Decency is generally judged by the standards of the local community, which are seldom codified in specifics in law. Such standards may be based on religion, morality or tradition, or justified on the basis of "necessary to public order". Non-sexual exhibitionism or public nudity is sometimes considered indecent exposure. If sexual acts are performed, with or without an element of nudity, this can be considered gross indecency in some jurisdictions, which is usually a more serious criminal offence.[a] In some countries, exposure of the body in breach of community standards of modesty is also considered to be public indecency.
The legal and community standards of what states of undress constitute indecent exposure vary considerably and depend on the context in which the exposure takes place. These standards have also varied over time, making the definition of indecent exposure a complex topic.

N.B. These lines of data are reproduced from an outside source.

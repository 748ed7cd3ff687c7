//! Universe scanner: cache-first data fetch, validation gates, technical
//! indicators and the 0-100 screening score, fanned out over a bounded
//! worker pool.
//!
//! Per-ticker failures never abort a scan; the ticker is dropped and a
//! warning recorded. Scoring happens after the fan-out drains because two
//! sub-scores are cross-sectional (volatility median, sector weight scale).

use disk_cache::{CacheKey, DiskCache};
use quote_client::QuoteClient;
use screener_core::{
    Candle, CandleInterval, HistoryPeriod, QuoteInfo, ScannedTicker, ScannerConfig, ScreenError,
    TickerInfo, Universe, ValidationGates,
};
use std::sync::Arc;
use tokio::sync::Semaphore;
use tokio::task::JoinSet;
use tokio_util::sync::CancellationToken;

/// Candles required before a ticker is scannable at all.
const MIN_CANDLES: usize = 14;

/// Volume window for the computed average when the provider omits it.
const VOLUME_WINDOW: usize = 30;

pub struct ScanOutcome {
    pub scanned: Vec<ScannedTicker>,
    pub warnings: Vec<String>,
}

/// Merge config gate overrides over the universe defaults.
pub fn resolve_gates(config: &ScannerConfig, universe: &Universe) -> ValidationGates {
    ValidationGates {
        min_market_cap: config.min_market_cap.unwrap_or(universe.gates.min_market_cap),
        min_avg_volume: config.min_avg_volume.unwrap_or(universe.gates.min_avg_volume),
        min_price: config.min_price.unwrap_or(universe.gates.min_price),
        max_price: config.max_price.unwrap_or(universe.gates.max_price),
    }
}

pub struct Scanner {
    quotes: Arc<QuoteClient>,
    cache: Arc<DiskCache>,
    workers: usize,
    gates: ValidationGates,
}

impl Scanner {
    pub fn new(
        quotes: Arc<QuoteClient>,
        cache: Arc<DiskCache>,
        workers: usize,
        gates: ValidationGates,
    ) -> Self {
        Self {
            quotes,
            cache,
            workers: workers.max(1),
            gates,
        }
    }

    pub async fn scan(&self, universe: &Universe, cancel: &CancellationToken) -> ScanOutcome {
        let semaphore = Arc::new(Semaphore::new(self.workers));
        let mut tasks: JoinSet<Result<Partial, (String, String)>> = JoinSet::new();
        let mut warnings = Vec::new();

        'outer: for sector in &universe.sectors {
            for ticker in &sector.tickers {
                // Drain on cancel: stop queuing; in-flight tickers finish so
                // no cache entry is left half-written.
                if cancel.is_cancelled() {
                    tracing::info!("scan cancelled; draining in-flight tickers");
                    break 'outer;
                }

                let quotes = Arc::clone(&self.quotes);
                let cache = Arc::clone(&self.cache);
                let semaphore = Arc::clone(&semaphore);
                let gates = self.gates;
                let ticker = ticker.clone();
                let sector_name = sector.name.clone();
                let sector_weight = sector.weight;

                tasks.spawn(async move {
                    let _permit = semaphore.acquire_owned().await.expect("semaphore closed");
                    scan_one(&quotes, &cache, &gates, ticker, sector_name, sector_weight).await
                });
            }
        }

        let mut partials = Vec::new();
        while let Some(joined) = tasks.join_next().await {
            match joined {
                Ok(Ok(partial)) => partials.push(partial),
                Ok(Err((ticker, reason))) => {
                    tracing::warn!("dropping {}: {}", ticker, reason);
                    warnings.push(format!("{}: {}", ticker, reason));
                }
                Err(e) => {
                    tracing::warn!("scan task failed: {}", e);
                    warnings.push(format!("scan task failed: {}", e));
                }
            }
        }

        let scanned = finalize_scores(partials, universe);

        ScanOutcome { scanned, warnings }
    }
}

struct Partial {
    info: TickerInfo,
    candles: Vec<Candle>,
}

async fn scan_one(
    quotes: &QuoteClient,
    cache: &DiskCache,
    gates: &ValidationGates,
    ticker: String,
    sector_name: String,
    sector_weight: f64,
) -> Result<Partial, (String, String)> {
    let candles = fetch_candles_cached(quotes, cache, &ticker)
        .await
        .map_err(|e| (ticker.clone(), e.to_string()))?;

    if candles.len() < MIN_CANDLES {
        return Err((
            ticker,
            format!("insufficient data: {} candles", candles.len()),
        ));
    }

    let info = fetch_info_cached(quotes, cache, &ticker).await;

    let closes = technical_indicators::closes(&candles);
    let price = info
        .price
        .or_else(|| closes.last().copied())
        .filter(|p| p.is_finite());

    let avg_volume = info
        .avg_volume
        .or_else(|| technical_indicators::avg_volume(&candles, VOLUME_WINDOW));

    // Validation gates. Price is always known at this point; the
    // fundamental gates only apply when the provider reported a value.
    let price_val = price.ok_or_else(|| (ticker.clone(), "no usable price".to_string()))?;
    if price_val < gates.min_price || price_val > gates.max_price {
        return Err((
            ticker,
            format!(
                "price {:.2} outside [{:.2}, {:.2}]",
                price_val, gates.min_price, gates.max_price
            ),
        ));
    }
    if let Some(mc) = info.market_cap {
        if mc < gates.min_market_cap {
            return Err((
                ticker,
                format!("market cap {:.0} below {:.0}", mc, gates.min_market_cap),
            ));
        }
    }
    if let Some(v) = avg_volume {
        if v < gates.min_avg_volume {
            return Err((
                ticker,
                format!("avg volume {:.0} below {:.0}", v, gates.min_avg_volume),
            ));
        }
    }

    let info = TickerInfo {
        ticker,
        sector_name,
        sector_weight,
        market_cap: info.market_cap,
        avg_volume,
        price,
        beta: info.beta,
        rsi_14: technical_indicators::rsi_last(&closes, 14),
        ma_20: technical_indicators::sma_last(&closes, 20),
        ma_50: technical_indicators::sma_last(&closes, 50),
        volatility_30d: technical_indicators::volatility_30d(&closes),
    };

    Ok(Partial { info, candles })
}

async fn fetch_candles_cached(
    quotes: &QuoteClient,
    cache: &DiskCache,
    ticker: &str,
) -> Result<Vec<Candle>, ScreenError> {
    let key = CacheKey::candles(ticker, CandleInterval::Daily);
    if let Some(payload) = cache.get(&key) {
        match serde_json::from_slice::<Vec<Candle>>(&payload) {
            Ok(candles) => return Ok(candles),
            Err(e) => tracing::warn!("{}: unreadable cached candles ({}), refetching", ticker, e),
        }
    }

    let candles = quotes
        .fetch_candles(ticker, HistoryPeriod::ThreeMonths, CandleInterval::Daily)
        .await?;

    if let Ok(payload) = serde_json::to_vec(&candles) {
        if let Err(e) = cache.put(&key, &payload) {
            tracing::warn!("{}: cache write failed: {}", ticker, e);
        }
    }

    Ok(candles)
}

/// Info is best-effort: a failed info fetch degrades to empty fields rather
/// than dropping the ticker.
async fn fetch_info_cached(quotes: &QuoteClient, cache: &DiskCache, ticker: &str) -> QuoteInfo {
    let key = CacheKey::info(ticker);
    if let Some(payload) = cache.get(&key) {
        if let Ok(info) = serde_json::from_slice::<QuoteInfo>(&payload) {
            return info;
        }
    }

    match quotes.fetch_info(ticker).await {
        Ok(info) => {
            if let Ok(payload) = serde_json::to_vec(&info) {
                let _ = cache.put(&key, &payload);
            }
            info
        }
        Err(e) => {
            tracing::debug!("{}: info unavailable ({}), using candle-derived fields", ticker, e);
            QuoteInfo::default()
        }
    }
}

/// Second pass: cross-sectional sub-scores and the final screening score.
fn finalize_scores(partials: Vec<Partial>, universe: &Universe) -> Vec<ScannedTicker> {
    let vols: Vec<f64> = partials
        .iter()
        .filter_map(|p| p.info.volatility_30d)
        .collect();
    let median_vol = technical_indicators::median(&vols);

    let max_sector_weight = universe
        .sectors
        .iter()
        .map(|s| s.weight)
        .fold(1.4f64, f64::max);

    let mut scanned: Vec<ScannedTicker> = partials
        .into_iter()
        .map(|p| {
            let (score, technical) = screening_score(&p.info, median_vol, max_sector_weight);
            ScannedTicker {
                info: p.info,
                screening_score: score,
                technical_subscore: technical,
                candles: p.candles,
            }
        })
        .collect();

    // Deterministic output order; downstream phases key by ticker anyway.
    scanned.sort_by(|a, b| a.info.ticker.cmp(&b.info.ticker));
    scanned
}

/// The six documented sub-scores. Returns (total, technical sub-score).
fn screening_score(info: &TickerInfo, median_vol: Option<f64>, max_weight: f64) -> (f64, f64) {
    // Liquidity (0-20): log-scaled between 1e4 and 1e8 shares/day.
    let liquidity = match info.avg_volume {
        Some(v) if v > 0.0 => 20.0 * ((v.log10() - 4.0) / 4.0).clamp(0.0, 1.0),
        _ => 0.0,
    };

    // Market cap (0-20): log-scaled between 1e8 and 1e12.
    let market_cap = match info.market_cap {
        Some(mc) if mc > 0.0 => 20.0 * ((mc.log10() - 8.0) / 4.0).clamp(0.0, 1.0),
        _ => 0.0,
    };

    // Volatility (0-15): inverted beta; an unreported beta scores mid-range.
    let volatility = match info.beta {
        Some(beta) => 15.0 * (1.0 - beta / 2.0).clamp(0.0, 1.0),
        None => 7.5,
    };

    // Momentum (0-15): price above MA20, above MA50, MA20 above MA50.
    let mut momentum = 0.0;
    if let (Some(price), Some(ma20)) = (info.price, info.ma_20) {
        if price > ma20 {
            momentum += 5.0;
        }
    }
    if let (Some(price), Some(ma50)) = (info.price, info.ma_50) {
        if price > ma50 {
            momentum += 5.0;
        }
    }
    if let (Some(ma20), Some(ma50)) = (info.ma_20, info.ma_50) {
        if ma20 > ma50 {
            momentum += 5.0;
        }
    }

    // Technical (0-15): RSI in the healthy band, volatility below universe median.
    let mut technical = 0.0;
    if let Some(rsi) = info.rsi_14 {
        if (30.0..=70.0).contains(&rsi) {
            technical += 7.5;
        }
    }
    if let (Some(vol), Some(median)) = (info.volatility_30d, median_vol) {
        if vol < median {
            technical += 7.5;
        }
    }

    // Sector weight (0-15), scaled so the heaviest allowed sector maxes out.
    let sector = info.sector_weight * 15.0 / max_weight;

    let total = (liquidity + market_cap + volatility + momentum + technical + sector)
        .clamp(0.0, 100.0);
    (total, technical)
}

What is an inappropriate state of dress in a particular context depends on the standards of decency of the community where an exposure takes place. These standards vary from time to time and can vary from the very strict standards of modesty in places such as Afghanistan and Saudi Arabia, which require most of the body to be covered, to tribal societies such as the Pirahã or Mursi where full nakedness is the norm. There is generally no implication that the state of dress objected to is of a sexual nature; and if such an allegation were to be made, the act would generally be described as "gross indecency".
The standards of decency have varied over time. During the Victorian era, for example, exposure of a woman's legs, and to some extent the arms, was considered indecent in much of the Western world. Hair was sometimes required to be covered in formal occasions as in the form of a hat or bonnet. As late as the 1930s – and to some extent, the 1950s – both women and men were expected to bathe or swim in public places wearing bathing suits that covered above the waist. An adult woman exposing her navel was also considered indecent in parts of the West into the 1960s and 1970s, and even as late as the 1980s. Moral values changed drastically during the 1990s and 2000s, which in turn changed the criteria for indecent exposure. Public exposure of the navel has been accepted during the 1990s, such as on beaches, while in the 2000s, the buttocks can be exposed while wearing a thong. For many years, however, it was quite common for women to go topless at public beaches throughout Europe and South America and even some parts of the United States.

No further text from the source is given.